# TASK OBJECTIVE:
For the listing below, return the line containing "reloads its data.", the line containing "let adapters = use_signal(Vec::<Adapter>::new);", and all lines in between, exactly as written and nothing else.

------------------------------

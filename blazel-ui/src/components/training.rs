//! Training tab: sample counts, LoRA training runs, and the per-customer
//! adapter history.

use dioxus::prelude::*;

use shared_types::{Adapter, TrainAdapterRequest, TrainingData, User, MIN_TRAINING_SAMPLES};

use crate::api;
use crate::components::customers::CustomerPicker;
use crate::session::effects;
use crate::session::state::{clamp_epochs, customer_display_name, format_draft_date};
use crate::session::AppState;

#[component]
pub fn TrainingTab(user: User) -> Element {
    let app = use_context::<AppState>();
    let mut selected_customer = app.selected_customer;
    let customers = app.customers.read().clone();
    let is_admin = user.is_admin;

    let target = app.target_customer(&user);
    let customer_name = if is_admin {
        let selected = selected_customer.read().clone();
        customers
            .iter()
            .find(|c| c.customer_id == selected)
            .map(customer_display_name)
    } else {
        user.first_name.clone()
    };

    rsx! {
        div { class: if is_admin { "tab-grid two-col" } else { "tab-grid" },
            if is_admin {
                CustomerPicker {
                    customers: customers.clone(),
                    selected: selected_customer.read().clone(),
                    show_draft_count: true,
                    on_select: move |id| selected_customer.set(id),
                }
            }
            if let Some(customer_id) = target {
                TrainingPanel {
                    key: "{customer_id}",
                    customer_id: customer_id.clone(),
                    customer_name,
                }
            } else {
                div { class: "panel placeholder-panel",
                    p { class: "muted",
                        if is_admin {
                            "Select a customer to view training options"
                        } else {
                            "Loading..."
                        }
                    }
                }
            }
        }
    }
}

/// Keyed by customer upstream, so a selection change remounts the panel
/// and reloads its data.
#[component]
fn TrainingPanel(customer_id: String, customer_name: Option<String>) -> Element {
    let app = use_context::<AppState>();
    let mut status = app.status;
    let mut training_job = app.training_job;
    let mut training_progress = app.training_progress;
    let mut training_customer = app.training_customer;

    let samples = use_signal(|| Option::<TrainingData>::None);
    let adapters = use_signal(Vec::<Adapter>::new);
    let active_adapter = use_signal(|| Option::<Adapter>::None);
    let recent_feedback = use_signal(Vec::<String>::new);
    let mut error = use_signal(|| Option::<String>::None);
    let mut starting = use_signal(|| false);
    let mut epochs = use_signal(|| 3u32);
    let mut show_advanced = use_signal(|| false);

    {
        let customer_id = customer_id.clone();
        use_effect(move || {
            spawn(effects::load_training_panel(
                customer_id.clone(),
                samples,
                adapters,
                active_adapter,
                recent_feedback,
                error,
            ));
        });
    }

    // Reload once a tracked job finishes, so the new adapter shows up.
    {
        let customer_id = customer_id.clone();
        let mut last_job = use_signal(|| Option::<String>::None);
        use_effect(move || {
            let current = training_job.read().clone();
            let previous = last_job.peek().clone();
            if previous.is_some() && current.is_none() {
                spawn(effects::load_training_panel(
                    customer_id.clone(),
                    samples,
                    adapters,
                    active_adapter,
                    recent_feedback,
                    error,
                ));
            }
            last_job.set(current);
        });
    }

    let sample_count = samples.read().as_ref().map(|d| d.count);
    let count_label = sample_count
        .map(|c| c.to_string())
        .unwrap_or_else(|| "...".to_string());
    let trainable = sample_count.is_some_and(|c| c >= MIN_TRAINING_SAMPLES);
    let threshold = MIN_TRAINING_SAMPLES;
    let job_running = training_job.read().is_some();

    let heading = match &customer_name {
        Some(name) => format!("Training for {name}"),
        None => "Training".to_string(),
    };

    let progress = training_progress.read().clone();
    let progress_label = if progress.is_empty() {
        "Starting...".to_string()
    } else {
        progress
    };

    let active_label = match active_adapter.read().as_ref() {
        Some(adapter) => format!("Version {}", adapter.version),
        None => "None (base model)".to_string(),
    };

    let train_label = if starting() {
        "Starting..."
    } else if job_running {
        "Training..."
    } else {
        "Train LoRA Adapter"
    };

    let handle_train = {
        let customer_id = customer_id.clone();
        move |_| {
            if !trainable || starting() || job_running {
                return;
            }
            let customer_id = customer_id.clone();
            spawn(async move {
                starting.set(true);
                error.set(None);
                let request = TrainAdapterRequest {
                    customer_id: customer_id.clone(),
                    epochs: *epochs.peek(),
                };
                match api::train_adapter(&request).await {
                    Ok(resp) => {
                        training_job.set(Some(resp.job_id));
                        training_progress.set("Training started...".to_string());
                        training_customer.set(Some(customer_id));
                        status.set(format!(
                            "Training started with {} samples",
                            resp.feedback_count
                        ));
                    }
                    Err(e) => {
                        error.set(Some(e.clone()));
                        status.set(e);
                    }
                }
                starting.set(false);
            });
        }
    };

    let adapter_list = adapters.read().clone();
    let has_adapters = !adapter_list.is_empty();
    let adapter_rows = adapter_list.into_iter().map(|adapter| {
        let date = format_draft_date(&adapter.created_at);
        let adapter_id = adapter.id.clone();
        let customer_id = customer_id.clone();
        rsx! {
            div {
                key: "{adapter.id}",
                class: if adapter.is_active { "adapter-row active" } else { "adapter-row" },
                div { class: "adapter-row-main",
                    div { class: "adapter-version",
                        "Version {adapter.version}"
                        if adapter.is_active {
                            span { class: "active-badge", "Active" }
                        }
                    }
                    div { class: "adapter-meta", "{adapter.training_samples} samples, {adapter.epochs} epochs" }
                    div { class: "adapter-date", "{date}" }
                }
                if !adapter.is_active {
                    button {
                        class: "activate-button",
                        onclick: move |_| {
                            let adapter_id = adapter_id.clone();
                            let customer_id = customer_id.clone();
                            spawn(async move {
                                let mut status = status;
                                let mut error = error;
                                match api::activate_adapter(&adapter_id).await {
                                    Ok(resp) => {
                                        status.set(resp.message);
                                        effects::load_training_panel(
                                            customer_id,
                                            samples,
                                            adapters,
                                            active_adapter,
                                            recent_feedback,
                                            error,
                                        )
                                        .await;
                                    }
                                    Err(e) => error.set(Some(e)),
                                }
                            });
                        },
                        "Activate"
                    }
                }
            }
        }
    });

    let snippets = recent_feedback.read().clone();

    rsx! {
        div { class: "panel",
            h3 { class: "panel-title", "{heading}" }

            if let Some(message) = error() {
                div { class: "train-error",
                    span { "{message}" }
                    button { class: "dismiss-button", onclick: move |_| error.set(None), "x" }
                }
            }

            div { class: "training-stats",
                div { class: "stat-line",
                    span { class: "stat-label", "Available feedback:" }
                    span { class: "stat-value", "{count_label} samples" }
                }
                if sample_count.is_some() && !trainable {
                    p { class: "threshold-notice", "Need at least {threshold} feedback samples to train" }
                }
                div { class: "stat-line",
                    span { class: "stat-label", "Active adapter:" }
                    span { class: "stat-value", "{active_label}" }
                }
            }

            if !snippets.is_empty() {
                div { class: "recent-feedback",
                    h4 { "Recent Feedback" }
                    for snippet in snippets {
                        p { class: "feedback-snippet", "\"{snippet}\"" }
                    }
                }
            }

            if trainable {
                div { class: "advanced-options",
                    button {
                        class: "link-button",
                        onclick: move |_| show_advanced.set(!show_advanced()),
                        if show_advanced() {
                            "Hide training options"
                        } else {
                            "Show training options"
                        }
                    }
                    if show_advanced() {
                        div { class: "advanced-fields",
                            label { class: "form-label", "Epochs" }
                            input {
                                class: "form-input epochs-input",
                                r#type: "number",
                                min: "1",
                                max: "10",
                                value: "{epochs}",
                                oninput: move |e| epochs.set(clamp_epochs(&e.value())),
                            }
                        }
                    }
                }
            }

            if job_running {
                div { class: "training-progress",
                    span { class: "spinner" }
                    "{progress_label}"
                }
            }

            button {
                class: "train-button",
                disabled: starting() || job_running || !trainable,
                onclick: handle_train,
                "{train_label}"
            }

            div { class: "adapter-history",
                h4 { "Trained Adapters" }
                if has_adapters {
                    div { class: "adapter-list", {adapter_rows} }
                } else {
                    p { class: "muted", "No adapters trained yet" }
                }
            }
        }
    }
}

------------------------------

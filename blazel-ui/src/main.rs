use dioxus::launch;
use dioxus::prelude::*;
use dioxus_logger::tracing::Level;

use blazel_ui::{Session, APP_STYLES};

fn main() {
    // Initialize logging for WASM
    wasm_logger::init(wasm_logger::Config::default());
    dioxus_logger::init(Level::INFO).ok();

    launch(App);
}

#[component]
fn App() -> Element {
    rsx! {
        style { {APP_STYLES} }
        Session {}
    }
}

------------------------------

# RESULT:
/// and reloads its data.
#[component]
fn TrainingPanel(customer_id: String, customer_name: Option<String>) -> Element {
    let app = use_context::<AppState>();
    let mut status = app.status;
    let mut training_job = app.training_job;
    let mut training_progress = app.training_progress;
    let mut training_customer = app.training_customer;

    let samples = use_signal(|| Option::<TrainingData>::None);
    let adapters = use_signal(Vec::<Adapter>::new);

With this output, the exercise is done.